Fraternidade maçônica

No mundo profano, talvez um dos mais conhecidos lemas atribuídos à Maçonaria é a tríade Liberdade, Igualdade e Fraternidade. Tal tríade restou conhecida pelo lema da Revolução Francesa: Liberté, Egalité e Fraternité.

O que pouca gente sabe é que tal tríptico não advém da Maçonaria à Revolução Francesa (talvez uma das maiores fake News que cerca o universo maçônico), mas exatamente o contrário. Como se sabe, a Revolução Francesa ocorreu no chamado “Século das Luzes”, dentro do movimento que passou a ser chamado de Iluminismo.

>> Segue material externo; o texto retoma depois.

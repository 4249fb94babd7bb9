use thiserror::Error;

/// Errors raised while encoding or decoding authority messages.
#[derive(Error, Debug)]
pub enum ProtocolError {
    /// Payload is not a JSON object.
    #[error("Malformed message: {0}")]
    Malformed(String),

    /// Payload is not valid JSON.
    #[error("Invalid JSON: {0}")]
    Json(#[from] serde_json::Error),
}

pub type Result<T> = std::result::Result<T, ProtocolError>;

Grandes teóricos iluministas tiverem em seus estudos a base para a invocação de movimentos revolucionários. Aliás, tal lema consta inclusive de prédios públicos e da própria constituição da França.

Liberdade e Igualdade advêm puramente do movimento iluminista. Já a Fraternidade advém também de um preceito cristão, tanto que encampado pela Igreja Católica até os dias atuais e com forte trabalho sobre tal virtude por teóricos como Santo Agostinho (a Igreja reúne os homens em fraternidade, que os religiosos vivem a igualdade por não terem propriedades, que os fiéis “vivem na caridade, na santidade e na liberdade cristã”).

Pois bem, a própria maçonaria nasce no século das luzes e, como não poderia deixar de ser, é fortemente influenciada pelo movimento iluminista. Assim, boa parte das lojas maçônicas tomaram para si o tríptico da Revolução Francesa.

Contudo, merece especial atenção à maçonaria o lema “Fraternidade”, mas analisando-o a partir da Fraternidade Maçônica.

O termo “fráter” (irmão, em latim) faz parte do dia a dia das lojas maçônicas. No REAA é absolutamente invocado, sendo, inclusive, utilizado até na abertura das sessões maçônicas quando da leitura do Salmo 133 que invoca, especialmente, a convivência fraterna.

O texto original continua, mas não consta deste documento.